This goes well beyond the obvious stuff like using version control for layout files or firmware source code. I'm talking about stuff like continuous integration and test-driven development. While I do commit frequently and have some unit tests (not as many as I'd like) there is currently no formal methodology for nightly builds, running all of the tests each commit (right now they need to be run by hand in the simulator), or automatic regression testing.

I've also been getting increasingly fed up with Xilinx's IDE lately (and IDEs in general, but that's another story...) - the editor doesn't support regex search and replace, all of the toolbars and wizards make it way too complex to change one compiler flag, and generally it seems to make me less productive. Almost all of my "pure" software projects use CMake with makefile outputs; I develop in a standalone editor and then just "make" from a shell to compile the code.

This post documents my work to date on a CMake-based workflow for Xilinx devices. My hope is that I can eventually have everything completely integrated so that my firmware, FPGA bitstreams, and RTL simulation test cases can all be built with a single "make" command.

The first part of my script is still very hackish - there are way too many hard-coded paths and it assumes the 14.3 toolchain version on 64-bit Linux, but it works for now and, more importantly, provides a wrapper that all of my other CMake code can use without changing even if I improve the autodetection.


# Find /opt/Xilinx or similar
find_file(XILINX_PARENT NAMES Xilinx PATHS /opt)
if(XILINX_PARENT STREQUAL "XILINX_PARENT-NOTFOUND")
 message(FATAL_ERROR "No Xilinx toolchain installation found")
endif()

# Find /opt/Xilinx/VERSION
# TODO: Figure out a better way of doing this
find_file(XILINX NAMES 14.3 PATHS ${XILINX_PARENT})
if(XILINX STREQUAL "XILINX-NOTFOUND")
 message(FATAL_ERROR "No ISE 14.3 installation found")
endif()
message(STATUS "Found Xilinx toolchain... ${XILINX}")

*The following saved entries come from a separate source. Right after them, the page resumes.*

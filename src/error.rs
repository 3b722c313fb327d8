use std::fmt::Display;
use std::path::PathBuf;

use thiserror::Error;

use crate::election::{BallotStyleId, ContestId, PrecinctId};
use crate::metadata::BallotPageMetadata;

pub type Result<T> = std::result::Result<T, InterpretError>;

/// Which layout a contest count came from.
#[derive(Debug, Clone, Copy, PartialEq, Eq)]
pub enum LayoutKind {
    Template,
    Ballot,
}

impl Display for LayoutKind {
    fn fmt(&self, f: &mut std::fmt::Formatter<'_>) -> std::fmt::Result {
        match self {
            LayoutKind::Template => write!(f, "template"),
            LayoutKind::Ballot => write!(f, "ballot"),
        }
    }
}

/// Everything that can stop a single ballot page from being interpreted.
/// None of these are retried internally.
#[derive(Error, Debug)]
pub enum InterpretError {
    #[error("no barcode found in ballot image")]
    NoBarcodeFound,

    #[error("unable to decode ballot metadata: {reason}")]
    MetadataDecode { reason: String },

    #[error(
        "interpreter configured with test_mode={test_mode} cannot accept {kind} with is_test_ballot={is_test_ballot}"
    )]
    TestModeMismatch {
        kind: LayoutKind,
        test_mode: bool,
        is_test_ballot: bool,
    },

    #[error(
        "cannot interpret ballot because not all required templates have been added: {metadata:?}"
    )]
    TemplatesIncomplete { metadata: BallotPageMetadata },

    #[error(
        "{layout} has {found} contest(s) but {expected} were expected; maybe it is from an old version of the election definition?"
    )]
    ContestCountMismatch {
        layout: LayoutKind,
        found: usize,
        expected: usize,
    },

    #[error("contest {contest_id} is supposed to have two options (yes/no), but found {found}")]
    UnexpectedOptionCount { contest_id: ContestId, found: usize },

    #[error("contest {contest_id} is supposed to have {expected} option(s), but found {found}")]
    ContestOptionCountMismatch {
        contest_id: ContestId,
        expected: usize,
        found: usize,
    },

    #[error("unable to register ballot onto template: {reason}")]
    RegistrationFailed { reason: String },

    #[error("ballot style {0} is not in the election definition")]
    UnknownBallotStyle(BallotStyleId),

    #[error("precinct {0} is not in the election definition")]
    UnknownPrecinct(PrecinctId),

    #[error("failed to load image {path}: {source}")]
    ImageLoad {
        path: PathBuf,
        #[source]
        source: image::ImageError,
    },
}

impl InterpretError {
    pub fn metadata_decode(reason: impl Into<String>) -> Self {
        InterpretError::MetadataDecode {
            reason: reason.into(),
        }
    }
}
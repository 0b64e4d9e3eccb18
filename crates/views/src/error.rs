use std::path::PathBuf;

use thiserror::Error;

/// Errors that can occur while loading view definitions from disk.
#[derive(Debug, Error)]
pub enum ViewLoadError {
    /// A discovered view directory has no map source file.
    #[error("view {design_document}/{view_name} has no map source at {path}")]
    MissingMapSource {
        design_document: String,
        view_name: String,
        path: PathBuf,
    },

    /// A filesystem error occurred while reading view sources.
    #[error("failed to read {path}: {source}")]
    Io {
        path: PathBuf,
        #[source]
        source: std::io::Error,
    },
}

/// Result type for view loading operations.
pub type Result<T> = std::result::Result<T, ViewLoadError>;
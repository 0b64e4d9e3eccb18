//! Integration test: a realistic views directory on disk → loaded
//! definitions, matching the layout the seeder ships.

use std::fs;

use views::{MAP_SOURCE_FILE, REDUCE_SOURCE_FILE, ViewLoader};

#[test]
fn mixed_reduce_and_map_only_views_load_in_order() {
    let root = tempfile::tempdir().unwrap();

    let by_age = root.path().join("tests").join("by_age");
    fs::create_dir_all(&by_age).unwrap();
    fs::write(
        by_age.join(MAP_SOURCE_FILE),
        "function (doc) { emit(doc.age, doc.name); }",
    )
    .unwrap();
    fs::write(by_age.join(REDUCE_SOURCE_FILE), "_count").unwrap();

    let by_weight = root.path().join("tests").join("by_weight");
    fs::create_dir_all(&by_weight).unwrap();
    fs::write(
        by_weight.join(MAP_SOURCE_FILE),
        "function (doc) { emit(doc.weight, doc.height); }",
    )
    .unwrap();

    let views = ViewLoader::new(root.path()).read_views().unwrap();

    assert_eq!(views.len(), 2);

    assert_eq!(views[0].design_document(), "tests");
    assert_eq!(views[0].view_name(), "by_age");
    assert!(views[0].map_source().contains("doc.age"));
    assert_eq!(views[0].reduce_source(), Some("_count"));

    assert_eq!(views[1].design_document(), "tests");
    assert_eq!(views[1].view_name(), "by_weight");
    assert!(views[1].map_source().contains("doc.weight"));
    assert_eq!(views[1].reduce_source(), None, "map-only view keeps no reduce component");
}
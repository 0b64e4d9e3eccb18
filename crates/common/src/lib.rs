//! Shared types used across the fixture-seeder crates.

pub mod types;

pub use types::DocumentId;
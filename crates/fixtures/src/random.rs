use rand::Rng;

/// Returns an integer uniformly distributed over the half-open range
/// `[low, high)`.
///
/// The upper bound is exclusive, and callers lean on that asymmetry:
/// an age drawn from `rand_in_range(rng, 4, 80)` is never 80.
pub fn rand_in_range<R: Rng>(rng: &mut R, low: i64, high: i64) -> i64 {
    rng.gen_range(low..high)
}
//! Document-store client surface for the fixture seeder.
//!
//! This crate defines the contract the seeding pipeline depends on:
//! - [`DocumentStore`] trait covering database lifecycle, document writes,
//!   view sync, and view queries
//! - [`ViewQuery`] options and [`ViewRow`] result rows
//! - [`ViewDefinition`] for named map/reduce views
//! - Two implementations: [`CouchDbStore`] over HTTP and
//!   [`InMemoryDocumentStore`] for tests

pub mod collation;
pub mod couchdb;
pub mod design;
pub mod error;
pub mod memory;
pub mod query;
pub mod row;
pub mod store;

pub use collation::collate;
pub use common::DocumentId;
pub use couchdb::CouchDbStore;
pub use design::ViewDefinition;
pub use error::{Result, StoreError};
pub use memory::InMemoryDocumentStore;
pub use query::ViewQuery;
pub use row::ViewRow;
pub use store::{DocumentStore, DocumentStoreExt};
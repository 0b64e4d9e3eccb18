//! The sequential seeding pipeline.

use std::path::PathBuf;

use serde_json::{Value, json};

use common::DocumentId;
use doc_store::{DocumentStore, DocumentStoreExt, ViewQuery, ViewRow};
use fixtures::FixtureGenerator;
use views::ViewLoader;

use crate::{Result, SeederError};

/// Design document holding every seeded view.
const DESIGN_DOC: &str = "tests";

/// (customer id → name) keyed by age, `_count` reduce.
const CUSTOMERS_BY_AGE: &str = "customer_names_by_age";

/// (customer id → height) keyed by weight, map only.
const CUSTOMERS_BY_WEIGHT: &str = "customer_heights_by_weight";

/// (customer id → name) keyed by family surname, `_count` reduce.
const CUSTOMERS_BY_FAMILY: &str = "customers_by_family";

/// Visits keyed by `[timestamp, ip]`, value linking the customer.
const VISITS_BY_TIMESTAMP: &str = "visits_by_timestamp_by_ip";

/// How many of the youngest customers the age selection passes over.
/// The slice is positional over the view's result order, not an age
/// threshold.
const AGE_SELECTION_SKIP: u64 = 16;

/// The most recent visit, joined with its customer document.
#[derive(Debug, Clone, PartialEq)]
pub struct LatestVisit {
    pub customer_name: String,
    pub ip_address: String,
}

/// The aggregate values the final queries produce.
#[derive(Debug, Clone, PartialEq)]
pub struct Observations {
    /// Customers whose family name is "Williams".
    pub williams_customers: i64,

    /// Customers at or below the child age cutoff in the age view.
    pub child_customers: i64,

    /// Visits whose timestamp falls inside calendar year 2016.
    pub visits_in_2016: i64,

    /// The most recent visit, absent when no visits exist.
    pub latest_visit: Option<LatestVisit>,
}

/// Everything a completed run reports.
#[derive(Debug, Clone, PartialEq)]
pub struct SeedSummary {
    pub customers_created: usize,
    pub visits_created: usize,
    pub observations: Observations,
}

/// Runs the whole bootstrap against a document store.
///
/// Strictly sequential: view sync, then customer saves, then the two
/// selection queries and the visit bulk-write, then the observation
/// queries. Each store call is a blocking round trip and the first
/// failure aborts the run with no rollback.
pub struct Seeder<S> {
    store: S,
    generator: FixtureGenerator,
    views_dir: PathBuf,
    customer_count: usize,
}

impl<S: DocumentStore> Seeder<S> {
    /// Creates a seeder with the default views directory and customer
    /// count.
    pub fn new(store: S, generator: FixtureGenerator) -> Self {
        Self {
            store,
            generator,
            views_dir: PathBuf::from("views"),
            customer_count: 500,
        }
    }

    /// Sets the directory view sources are read from.
    pub fn views_dir(mut self, dir: impl Into<PathBuf>) -> Self {
        self.views_dir = dir.into();
        self
    }

    /// Sets how many customers to generate.
    pub fn customer_count(mut self, count: usize) -> Self {
        self.customer_count = count;
        self
    }

    /// Runs the full pipeline and returns the summary.
    #[tracing::instrument(skip(self))]
    pub async fn run(&mut self) -> Result<SeedSummary> {
        tracing::info!("dropping and recreating the database");
        self.store.recreate_database().await?;

        self.write_views().await?;
        let customers_created = self.create_customers().await?;
        let visits_created = self.create_visits().await?;
        let observations = self.observe().await?;

        Ok(SeedSummary {
            customers_created,
            visits_created,
            observations,
        })
    }

    /// Loads view definitions from disk and syncs them in loader
    /// order.
    #[tracing::instrument(skip(self))]
    async fn write_views(&self) -> Result<()> {
        tracing::info!(dir = %self.views_dir.display(), "writing views to the database");
        let definitions = ViewLoader::new(&self.views_dir).read_views()?;
        for definition in &definitions {
            tracing::info!(view = %definition.qualified_name(), "syncing view");
            self.store.sync_view(definition).await?;
        }
        Ok(())
    }

    /// Generates and saves customers one document at a time.
    #[tracing::instrument(skip(self))]
    async fn create_customers(&mut self) -> Result<usize> {
        tracing::info!(count = self.customer_count, "bootstrapping customer records");
        for _ in 0..self.customer_count {
            let person = self.generator.generate_person();
            tracing::debug!(name = %person.name, "saving customer");
            self.store.save(serde_json::to_value(&person)?).await?;
        }
        Ok(self.customer_count)
    }

    /// Selects customers through the age and weight views and bulk
    /// writes one visit per selected row.
    ///
    /// A customer matched by both selections gets two independent
    /// visits.
    #[tracing::instrument(skip(self))]
    async fn create_visits(&mut self) -> Result<usize> {
        tracing::info!("generating visit data");
        let mut visits: Vec<Value> = Vec::new();

        tracing::info!(
            skipped = AGE_SELECTION_SKIP,
            "selecting customers past the youngest by age"
        );
        let rows = self
            .store
            .query_view(
                DESIGN_DOC,
                CUSTOMERS_BY_AGE,
                ViewQuery::new().reduce(false).skip(AGE_SELECTION_SKIP),
            )
            .await?;
        for row in rows {
            let customer = row_id(CUSTOMERS_BY_AGE, &row)?;
            tracing::debug!(customer = %row.value, "queueing visit");
            visits.push(serde_json::to_value(self.generator.generate_visit(&customer))?);
        }

        tracing::info!("selecting customers weighing 40-80kg");
        let rows = self
            .store
            .query_view(
                DESIGN_DOC,
                CUSTOMERS_BY_WEIGHT,
                ViewQuery::new()
                    .reduce(false)
                    .include_docs(true)
                    .start_key(json!(40))
                    .end_key(json!(80))
                    .inclusive_end(false),
            )
            .await?;
        for row in rows {
            let customer = row_id(CUSTOMERS_BY_WEIGHT, &row)?;
            let name = row
                .doc
                .as_ref()
                .and_then(|doc| doc.get("name"))
                .and_then(Value::as_str)
                .unwrap_or("<unknown>");
            tracing::debug!(customer = name, "queueing visit");
            visits.push(serde_json::to_value(self.generator.generate_visit(&customer))?);
        }

        let count = visits.len();
        tracing::info!(count, "bulk inserting visits");
        self.store.bulk_update(visits).await?;
        Ok(count)
    }

    /// Computes the reporting values, each from its own query.
    #[tracing::instrument(skip(self))]
    async fn observe(&self) -> Result<Observations> {
        let williams_customers = self
            .count_reduce(
                CUSTOMERS_BY_FAMILY,
                ViewQuery::new()
                    .reduce(true)
                    .group(true)
                    .key(json!("Williams"))
                    .limit(1),
            )
            .await?;

        let child_customers = self
            .count_reduce(
                CUSTOMERS_BY_AGE,
                ViewQuery::new()
                    .reduce(true)
                    .group(false)
                    .end_key(json!(17))
                    .inclusive_end(true)
                    .limit(1),
            )
            .await?;

        let visits_in_2016 = self
            .count_reduce(
                VISITS_BY_TIMESTAMP,
                ViewQuery::new()
                    .reduce(true)
                    .group(false)
                    .start_key(json!(["2016-01-01 00:00:00", null]))
                    .end_key(json!(["2017-01-01 00:00:00", null]))
                    .inclusive_end(false)
                    .limit(1),
            )
            .await?;

        let latest_visit = self.latest_visit().await?;

        Ok(Observations {
            williams_customers,
            child_customers,
            visits_in_2016,
            latest_visit,
        })
    }

    /// First value of a reduce query; an empty result means nothing
    /// matched the range, which counts as zero.
    async fn count_reduce(&self, view: &str, query: ViewQuery) -> Result<i64> {
        let rows = self.store.query_view(DESIGN_DOC, view, query).await?;
        match rows.first() {
            Some(row) => row.value.as_i64().ok_or_else(|| SeederError::MalformedRow {
                view: view.to_string(),
                reason: format!("reduce value {} is not an integer", row.value),
            }),
            None => Ok(0),
        }
    }

    /// The most recent visit joined with its customer document.
    async fn latest_visit(&self) -> Result<Option<LatestVisit>> {
        let rows = self
            .store
            .query_view(
                DESIGN_DOC,
                VISITS_BY_TIMESTAMP,
                ViewQuery::new()
                    .reduce(false)
                    .descending()
                    .include_docs(true)
                    .limit(1),
            )
            .await?;

        let Some(row) = rows.into_iter().next() else {
            return Ok(None);
        };

        let customer_name = row
            .doc
            .as_ref()
            .and_then(|doc| doc.get("name"))
            .and_then(Value::as_str)
            .ok_or_else(|| SeederError::MalformedRow {
                view: VISITS_BY_TIMESTAMP.to_string(),
                reason: "linked customer document has no name".to_string(),
            })?
            .to_string();

        let ip_address = row
            .key
            .get(1)
            .and_then(Value::as_str)
            .ok_or_else(|| SeederError::MalformedRow {
                view: VISITS_BY_TIMESTAMP.to_string(),
                reason: "key has no ip component".to_string(),
            })?
            .to_string();

        Ok(Some(LatestVisit {
            customer_name,
            ip_address,
        }))
    }
}

fn row_id(view: &str, row: &ViewRow) -> Result<DocumentId> {
    row.id.clone().ok_or_else(|| SeederError::MalformedRow {
        view: view.to_string(),
        reason: "map row without a document id".to_string(),
    })
}
use common::DocumentId;
use serde::{Deserialize, Serialize};

/// Format visits record their timestamp in. Plain lexicographic order
/// on this format is chronological, which the timestamp view's key
/// ordering relies on.
pub const TIMESTAMP_FORMAT: &str = "%Y-%m-%d %H:%M:%S";

/// A synthetic visit record.
///
/// `customer` is a weak reference: it names a customer id a view query
/// returned earlier, and nothing here enforces that the document still
/// exists.
#[derive(Debug, Clone, PartialEq, Serialize, Deserialize)]
pub struct Visit {
    #[serde(rename = "type")]
    pub kind: String,
    pub customer: DocumentId,
    pub timestamp: String,
    pub ip_address: String,
}

impl Visit {
    /// The `type` tag visit documents carry.
    pub const KIND: &'static str = "visit";
}
use serde_json::Value;

use crate::{Result, StoreError};

/// Builder for view query options.
///
/// Mirrors the store's query surface: reduction, grouping, traversal
/// direction, key ranges with an inclusive/exclusive end, positional
/// skip, and a result limit. Range bounds apply in traversal order, so
/// with `descending` the start key is the upper end of the range.
#[derive(Debug, Clone)]
pub struct ViewQuery {
    /// Run the view's reduce function instead of returning map rows.
    pub reduce: bool,

    /// Group reduce output by key rather than reducing to a single row.
    pub group: bool,

    /// Traverse rows in descending key order.
    pub descending: bool,

    /// Attach each row's document (or linked document) to the row.
    pub include_docs: bool,

    /// Whether a row whose key equals `end_key` is part of the range.
    pub inclusive_end: bool,

    /// First key of the traversal, if bounded.
    pub start_key: Option<Value>,

    /// Last key of the traversal, if bounded.
    pub end_key: Option<Value>,

    /// Maximum number of rows to return.
    pub limit: Option<u64>,

    /// Number of rows to skip positionally after ordering and range
    /// filtering.
    pub skip: Option<u64>,
}

impl Default for ViewQuery {
    fn default() -> Self {
        Self {
            reduce: false,
            group: false,
            descending: false,
            include_docs: false,
            // the store's default: a row matching end_key is included
            inclusive_end: true,
            start_key: None,
            end_key: None,
            limit: None,
            skip: None,
        }
    }
}

impl ViewQuery {
    /// Creates a query with default options.
    pub fn new() -> Self {
        Self::default()
    }

    /// Sets whether the reduce function runs.
    pub fn reduce(mut self, reduce: bool) -> Self {
        self.reduce = reduce;
        self
    }

    /// Sets whether reduce output is grouped by key.
    pub fn group(mut self, group: bool) -> Self {
        self.group = group;
        self
    }

    /// Traverses rows in descending key order.
    pub fn descending(mut self) -> Self {
        self.descending = true;
        self
    }

    /// Sets whether documents are attached to returned rows.
    pub fn include_docs(mut self, include_docs: bool) -> Self {
        self.include_docs = include_docs;
        self
    }

    /// Sets whether a row whose key equals `end_key` is returned.
    pub fn inclusive_end(mut self, inclusive_end: bool) -> Self {
        self.inclusive_end = inclusive_end;
        self
    }

    /// Bounds the traversal to keys from this one onward.
    pub fn start_key(mut self, key: Value) -> Self {
        self.start_key = Some(key);
        self
    }

    /// Bounds the traversal to keys up to this one.
    pub fn end_key(mut self, key: Value) -> Self {
        self.end_key = Some(key);
        self
    }

    /// Restricts the query to a single exact key.
    pub fn key(self, key: Value) -> Self {
        self.start_key(key.clone()).end_key(key).inclusive_end(true)
    }

    /// Limits the number of rows returned.
    pub fn limit(mut self, limit: u64) -> Self {
        self.limit = Some(limit);
        self
    }

    /// Skips this many rows before returning results.
    pub fn skip(mut self, skip: u64) -> Self {
        self.skip = Some(skip);
        self
    }

    /// Rejects option combinations the store does not accept.
    pub fn validate(&self) -> Result<()> {
        if self.group && !self.reduce {
            return Err(StoreError::InvalidQuery(
                "group requires reduce".to_string(),
            ));
        }
        if self.include_docs && self.reduce {
            return Err(StoreError::InvalidQuery(
                "include_docs cannot be combined with reduce".to_string(),
            ));
        }
        Ok(())
    }
}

# Set current OS architecture (TODO: autodetect)
set(XILINX_ARCH lin64)

# Find fuse
find_file(FUSE NAMES fuse PATHS "${XILINX}/ISE_DS/ISE/bin/${XILINX_ARCH}/")
if(FUSE STREQUAL "FUSE-NOTFOUND")
 message(FATAL_ERROR "No Xilinx fuse installation found")
endif()
message(STATUS "Found Xilinx fuse... ${FUSE}")

The next step was a little helper for argument parsing. In most languages supported by CMake there is no concept of a "top level" source file - the compiler finds your main() function but the build system doesn't need to know which file it's in.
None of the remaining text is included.